### EXERCISE PROMPT
Please give the number of lines in the entries below that hold "FieldStrategy", with no other words.

[Dataset entries]
Segment Open

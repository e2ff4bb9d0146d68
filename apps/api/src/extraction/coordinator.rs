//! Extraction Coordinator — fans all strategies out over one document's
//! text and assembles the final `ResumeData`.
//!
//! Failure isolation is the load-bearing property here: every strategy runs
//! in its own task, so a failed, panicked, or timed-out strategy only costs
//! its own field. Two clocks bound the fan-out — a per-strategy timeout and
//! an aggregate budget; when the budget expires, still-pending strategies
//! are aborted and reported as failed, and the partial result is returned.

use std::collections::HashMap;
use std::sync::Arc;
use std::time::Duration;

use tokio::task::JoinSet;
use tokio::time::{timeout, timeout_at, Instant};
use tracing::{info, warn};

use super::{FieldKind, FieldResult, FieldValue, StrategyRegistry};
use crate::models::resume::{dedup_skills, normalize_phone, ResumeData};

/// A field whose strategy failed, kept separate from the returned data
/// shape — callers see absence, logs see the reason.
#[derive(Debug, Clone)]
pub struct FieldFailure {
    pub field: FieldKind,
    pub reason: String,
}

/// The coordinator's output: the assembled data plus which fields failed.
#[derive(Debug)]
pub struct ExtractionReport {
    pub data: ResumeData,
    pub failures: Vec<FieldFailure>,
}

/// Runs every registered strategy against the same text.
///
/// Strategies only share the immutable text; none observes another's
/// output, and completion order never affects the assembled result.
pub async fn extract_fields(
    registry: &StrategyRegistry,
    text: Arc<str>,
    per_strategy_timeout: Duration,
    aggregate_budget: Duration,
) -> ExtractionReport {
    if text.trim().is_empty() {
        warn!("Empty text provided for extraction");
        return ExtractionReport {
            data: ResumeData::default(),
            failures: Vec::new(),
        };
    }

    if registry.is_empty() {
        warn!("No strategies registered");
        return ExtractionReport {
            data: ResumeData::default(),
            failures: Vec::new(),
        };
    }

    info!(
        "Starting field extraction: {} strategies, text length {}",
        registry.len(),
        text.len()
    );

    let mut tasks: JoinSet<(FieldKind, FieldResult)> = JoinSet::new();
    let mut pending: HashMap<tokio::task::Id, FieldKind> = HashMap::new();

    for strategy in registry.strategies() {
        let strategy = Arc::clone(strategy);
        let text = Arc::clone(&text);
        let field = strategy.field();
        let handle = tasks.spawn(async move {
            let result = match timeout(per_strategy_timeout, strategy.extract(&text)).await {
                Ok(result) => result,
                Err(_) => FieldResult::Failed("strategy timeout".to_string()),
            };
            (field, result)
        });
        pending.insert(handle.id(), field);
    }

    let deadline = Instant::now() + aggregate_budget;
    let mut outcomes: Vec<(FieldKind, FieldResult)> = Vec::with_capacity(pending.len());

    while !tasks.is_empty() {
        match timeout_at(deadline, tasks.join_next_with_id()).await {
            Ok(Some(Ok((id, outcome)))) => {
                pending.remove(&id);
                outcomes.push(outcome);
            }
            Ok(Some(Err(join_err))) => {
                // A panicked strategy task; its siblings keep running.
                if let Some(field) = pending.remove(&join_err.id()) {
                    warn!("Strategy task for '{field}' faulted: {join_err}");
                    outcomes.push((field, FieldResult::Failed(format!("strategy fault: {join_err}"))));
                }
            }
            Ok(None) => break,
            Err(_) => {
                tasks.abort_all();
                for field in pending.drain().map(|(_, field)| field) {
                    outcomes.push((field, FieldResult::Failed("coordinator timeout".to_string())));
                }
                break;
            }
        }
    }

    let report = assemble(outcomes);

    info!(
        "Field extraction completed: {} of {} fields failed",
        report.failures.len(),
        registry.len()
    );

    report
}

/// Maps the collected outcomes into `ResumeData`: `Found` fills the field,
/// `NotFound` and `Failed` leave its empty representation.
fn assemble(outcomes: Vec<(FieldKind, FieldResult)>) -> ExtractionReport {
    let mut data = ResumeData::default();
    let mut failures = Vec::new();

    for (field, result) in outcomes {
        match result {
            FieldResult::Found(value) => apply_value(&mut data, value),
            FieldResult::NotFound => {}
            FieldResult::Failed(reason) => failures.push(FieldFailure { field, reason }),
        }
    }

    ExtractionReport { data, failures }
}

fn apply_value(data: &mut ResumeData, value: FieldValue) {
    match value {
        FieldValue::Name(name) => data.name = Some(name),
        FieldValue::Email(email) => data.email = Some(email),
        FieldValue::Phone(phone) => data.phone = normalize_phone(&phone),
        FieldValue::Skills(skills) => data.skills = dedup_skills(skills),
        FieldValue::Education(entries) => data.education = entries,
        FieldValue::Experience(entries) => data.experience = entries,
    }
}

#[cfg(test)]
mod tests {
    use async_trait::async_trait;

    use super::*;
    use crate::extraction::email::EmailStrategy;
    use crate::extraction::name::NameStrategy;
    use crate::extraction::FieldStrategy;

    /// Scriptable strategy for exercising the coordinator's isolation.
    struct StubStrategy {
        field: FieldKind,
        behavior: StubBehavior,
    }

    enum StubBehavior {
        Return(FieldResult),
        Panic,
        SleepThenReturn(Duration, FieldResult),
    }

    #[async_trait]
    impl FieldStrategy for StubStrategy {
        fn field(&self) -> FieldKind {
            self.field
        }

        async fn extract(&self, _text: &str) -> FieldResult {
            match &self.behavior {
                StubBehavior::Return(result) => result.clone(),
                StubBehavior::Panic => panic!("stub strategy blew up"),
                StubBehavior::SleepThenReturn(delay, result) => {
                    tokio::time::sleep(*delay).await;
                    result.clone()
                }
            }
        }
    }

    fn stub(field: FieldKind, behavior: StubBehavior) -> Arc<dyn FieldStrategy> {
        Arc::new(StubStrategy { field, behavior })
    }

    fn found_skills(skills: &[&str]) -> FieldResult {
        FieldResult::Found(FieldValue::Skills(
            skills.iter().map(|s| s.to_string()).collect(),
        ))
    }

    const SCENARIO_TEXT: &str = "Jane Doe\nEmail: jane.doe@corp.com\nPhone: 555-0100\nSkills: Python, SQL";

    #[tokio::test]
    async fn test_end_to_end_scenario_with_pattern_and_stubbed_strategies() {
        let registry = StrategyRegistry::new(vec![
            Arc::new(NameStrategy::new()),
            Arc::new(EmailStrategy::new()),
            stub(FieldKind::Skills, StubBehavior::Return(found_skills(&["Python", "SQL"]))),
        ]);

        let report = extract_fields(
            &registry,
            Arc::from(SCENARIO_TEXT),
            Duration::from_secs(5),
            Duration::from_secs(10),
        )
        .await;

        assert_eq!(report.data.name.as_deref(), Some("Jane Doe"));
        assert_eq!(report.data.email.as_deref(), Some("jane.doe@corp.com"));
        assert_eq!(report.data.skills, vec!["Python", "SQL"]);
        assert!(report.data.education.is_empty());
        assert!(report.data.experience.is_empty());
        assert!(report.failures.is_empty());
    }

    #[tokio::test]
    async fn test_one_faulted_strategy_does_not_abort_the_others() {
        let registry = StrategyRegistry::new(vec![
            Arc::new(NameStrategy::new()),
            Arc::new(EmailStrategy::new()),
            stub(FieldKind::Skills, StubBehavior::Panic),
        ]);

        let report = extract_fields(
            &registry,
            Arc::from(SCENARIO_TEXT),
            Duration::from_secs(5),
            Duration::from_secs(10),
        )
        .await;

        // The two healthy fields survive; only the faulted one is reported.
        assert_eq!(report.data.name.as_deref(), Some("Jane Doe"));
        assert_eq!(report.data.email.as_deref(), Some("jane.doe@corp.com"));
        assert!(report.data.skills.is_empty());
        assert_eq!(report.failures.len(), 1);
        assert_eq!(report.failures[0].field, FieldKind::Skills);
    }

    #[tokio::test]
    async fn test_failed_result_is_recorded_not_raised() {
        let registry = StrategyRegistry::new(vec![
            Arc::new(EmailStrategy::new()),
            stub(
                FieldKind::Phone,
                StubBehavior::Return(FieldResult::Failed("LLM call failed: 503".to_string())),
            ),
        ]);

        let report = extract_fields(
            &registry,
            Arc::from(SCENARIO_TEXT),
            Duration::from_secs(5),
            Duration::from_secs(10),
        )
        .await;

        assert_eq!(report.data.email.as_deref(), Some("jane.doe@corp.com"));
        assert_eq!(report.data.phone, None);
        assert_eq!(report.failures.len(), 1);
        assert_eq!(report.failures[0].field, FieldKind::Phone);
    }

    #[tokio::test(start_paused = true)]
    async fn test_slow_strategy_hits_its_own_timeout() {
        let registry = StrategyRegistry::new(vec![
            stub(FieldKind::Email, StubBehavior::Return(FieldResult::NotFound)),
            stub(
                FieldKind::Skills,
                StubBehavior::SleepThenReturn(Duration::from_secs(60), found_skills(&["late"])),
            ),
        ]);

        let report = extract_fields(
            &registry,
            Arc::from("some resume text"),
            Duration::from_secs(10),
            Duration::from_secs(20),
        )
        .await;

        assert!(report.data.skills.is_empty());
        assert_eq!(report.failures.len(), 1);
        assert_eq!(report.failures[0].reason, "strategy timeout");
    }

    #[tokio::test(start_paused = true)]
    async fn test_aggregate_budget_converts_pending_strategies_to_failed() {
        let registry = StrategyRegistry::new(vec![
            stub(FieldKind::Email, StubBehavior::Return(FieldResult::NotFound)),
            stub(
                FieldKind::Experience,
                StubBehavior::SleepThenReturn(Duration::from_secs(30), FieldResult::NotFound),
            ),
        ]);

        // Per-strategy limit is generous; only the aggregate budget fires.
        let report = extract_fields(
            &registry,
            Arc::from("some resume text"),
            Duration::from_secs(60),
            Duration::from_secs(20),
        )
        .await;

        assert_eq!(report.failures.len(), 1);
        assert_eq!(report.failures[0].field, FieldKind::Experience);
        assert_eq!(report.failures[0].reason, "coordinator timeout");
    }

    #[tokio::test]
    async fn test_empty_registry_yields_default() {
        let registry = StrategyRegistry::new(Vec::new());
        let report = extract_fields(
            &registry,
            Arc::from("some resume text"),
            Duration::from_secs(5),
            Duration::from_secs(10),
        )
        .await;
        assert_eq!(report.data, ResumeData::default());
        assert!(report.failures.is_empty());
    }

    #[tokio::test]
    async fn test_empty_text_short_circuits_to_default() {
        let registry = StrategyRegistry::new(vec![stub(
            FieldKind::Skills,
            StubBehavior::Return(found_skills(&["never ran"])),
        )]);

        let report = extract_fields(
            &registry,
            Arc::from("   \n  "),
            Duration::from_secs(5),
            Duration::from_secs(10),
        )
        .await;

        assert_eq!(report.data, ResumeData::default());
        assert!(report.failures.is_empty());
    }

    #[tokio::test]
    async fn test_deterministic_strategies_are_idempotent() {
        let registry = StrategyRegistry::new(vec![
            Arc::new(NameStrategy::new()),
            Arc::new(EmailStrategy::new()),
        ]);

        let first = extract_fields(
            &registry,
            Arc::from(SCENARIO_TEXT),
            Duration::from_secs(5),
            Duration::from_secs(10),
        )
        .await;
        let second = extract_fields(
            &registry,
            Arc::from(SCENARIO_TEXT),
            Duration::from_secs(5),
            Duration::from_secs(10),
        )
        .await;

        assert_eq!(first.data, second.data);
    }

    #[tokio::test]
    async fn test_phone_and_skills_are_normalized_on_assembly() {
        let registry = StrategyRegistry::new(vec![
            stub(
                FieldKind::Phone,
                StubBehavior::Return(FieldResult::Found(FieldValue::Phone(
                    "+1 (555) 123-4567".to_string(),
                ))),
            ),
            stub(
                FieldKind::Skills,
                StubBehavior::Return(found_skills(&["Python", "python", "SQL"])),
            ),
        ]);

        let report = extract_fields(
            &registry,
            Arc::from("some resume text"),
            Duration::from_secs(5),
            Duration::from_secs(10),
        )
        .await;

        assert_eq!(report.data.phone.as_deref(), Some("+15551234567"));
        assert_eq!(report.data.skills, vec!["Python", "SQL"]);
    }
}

Segment Closed

### EXERCISE SOLUTION
3